Multiplication and Division:
The instruction “MUL AB” multiplies the unsigned eight-bit integer values held in the accumulator and B-register. The low-order byte of the sixteen-bit product is left in the accumulator, the higher-order byte in B. If the high-order eight-bits of the product are all zero, the overflow flag is cleared; otherwise it is set. The programmer can check OV to determine when the B register is non-zero and must be processed.
“DIV AB” divides the unsigned eight-bit integer in the accumulator by the unsigned eight-bit integer in the B-register. The integer part of the quotient is returned in the accumulator, the remainder in the B register. If the B-register originally contains OOH then the overflow flag will be set to indicate a division error, and the values returned will be undefined. Otherwise OV is cleared.

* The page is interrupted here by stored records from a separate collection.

//! Per-expression sessions.

use std::sync::Arc;

use hashbrown::HashMap;
use tracing::{debug, warn};

use super::{CompiledExpression, EngineOptions, EngineOptionsOverride, Error, engine};
use crate::api::cache::ProgramCache;
use crate::lexer::is_function_name;
use crate::registry::{Registry, ScopedFunctions};
use crate::values::{Context, FunctionError, HostFunction, Value};

/// Builds one expression with its own options and session-local functions.
///
/// Extensions are resolved before the engine's registry and are only visible
/// to expressions compiled from this builder. In strict mode an extension may
/// not shadow a registered function or use a blacklisted name.
///
/// # Example
///
/// ```
/// use safeval_core::{Context, Engine, EngineOptionsOverride, FunctionError, Value};
///
/// let engine = Engine::default();
/// let value = engine
///     .create_expression("@double(x)")
///     .configure(EngineOptionsOverride::default().max_timeout_ms(50))
///     .function("double", |args: &[Value]| -> Result<Value, FunctionError> {
///         Ok(Value::from(args[0].to_number() * 2.0))
///     })
///     .evaluate(&Context::new().with("x", 21))
///     .unwrap();
/// assert_eq!(value, Value::from(42));
/// ```
pub struct ExpressionBuilder {
    source: String,
    registry: Registry,
    options: EngineOptions,
    extensions: HashMap<String, HostFunction>,
    cache: Arc<ProgramCache>,
}

impl ExpressionBuilder {
    pub(crate) fn new(
        source: &str,
        registry: Registry,
        options: EngineOptions,
        cache: Arc<ProgramCache>,
    ) -> Self {
        Self {
            source: source.to_string(),
            registry,
            options,
            extensions: HashMap::new(),
            cache,
        }
    }

    /// Override options for this expression only.
    pub fn configure(mut self, overrides: EngineOptionsOverride) -> Self {
        self.options = self.options.override_with(&overrides);
        self
    }

    /// Add session-local functions. Later entries replace earlier ones.
    pub fn extend<I, N>(mut self, functions: I) -> Self
    where
        I: IntoIterator<Item = (N, HostFunction)>,
        N: Into<String>,
    {
        self.extensions
            .extend(functions.into_iter().map(|(name, f)| (name.into(), f)));
        self
    }

    /// Add one session-local function.
    pub fn function<F>(self, name: impl Into<String>, function: F) -> Self
    where
        F: Fn(&[Value]) -> Result<Value, FunctionError> + Send + Sync + 'static,
    {
        let function: HostFunction = Arc::new(function);
        self.extend([(name.into(), function)])
    }

    pub fn options(&self) -> &EngineOptions {
        &self.options
    }

    /// Validate the extensions and parse the expression.
    pub fn compile(&self) -> Result<CompiledExpression, Error> {
        self.check_extensions()
            .map_err(|e| e.with_expression(&self.source))?;
        let program = engine::compile_program(&self.source, &self.options, &self.cache)?;
        let functions = ScopedFunctions::new(self.registry.clone(), self.extensions.clone());
        Ok(CompiledExpression::new(
            program,
            &self.source,
            functions,
            self.options.clone(),
        ))
    }

    /// Compile and evaluate in one step.
    pub fn evaluate(&self, context: &Context) -> Result<Value, Error> {
        self.compile()?.evaluate(context)
    }

    fn check_extensions(&self) -> Result<(), Error> {
        let mut names: Vec<&str> = self.extensions.keys().map(String::as_str).collect();
        names.sort_unstable();

        for name in names {
            if !is_function_name(name) {
                return Err(Error::invalid_function_name(name));
            }
            if !self.options.strict_mode {
                continue;
            }
            if self.options.blacklist.contains(name) {
                warn!(name, "strict mode rejected blacklisted extension");
                return Err(Error::strict_mode(name, "the name is blacklisted"));
            }
            if self.registry.contains(name) {
                warn!(name, "strict mode rejected shadowing extension");
                return Err(Error::strict_mode(
                    name,
                    "a function with this name is already registered",
                ));
            }
        }
        debug!(count = self.extensions.len(), "extensions accepted");
        Ok(())
    }
}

The divide instruction is also useful for purposes such as radix conversion or separating bit fields of the accumulator. A short subroutine can convert an eight-bit unsigned binary integer in the accumulator (between 0 and 255) to a three-digit (two byte) BCD representation. The hundred’s digit is returned in one register (HUND) and the ten’s and one’s digits returned as packed BCD in another (TENONE).
Logical Byte Operations:
ANL, ORL, XRL
The instructions ANL, ORL, and XRL perform the logical functions AND, OR; and/or Exclusive-OR on the two byte variables indicated, leaving the results in the first. No flags are affected.
These operations may use all the same addressing modes as the arithmetics (ADD etc.) but unlike the arithmetics, they are not restricted to operate on the accumulator. Directly addressed bytes may be used as the destination with either the accumulator or a constant as the source. These instructions are useful for clearing (ANL), setting (ORL), or complementing (XRL) one or more bits in a RAM, output ports, or control registers.
Jumps, Calls, Returns
The 8051 Arithmetic Instructions has three forms of jump instruction. Each causes the program to unconditionally jump to some other address. They differ in how the machine code represents the destination address.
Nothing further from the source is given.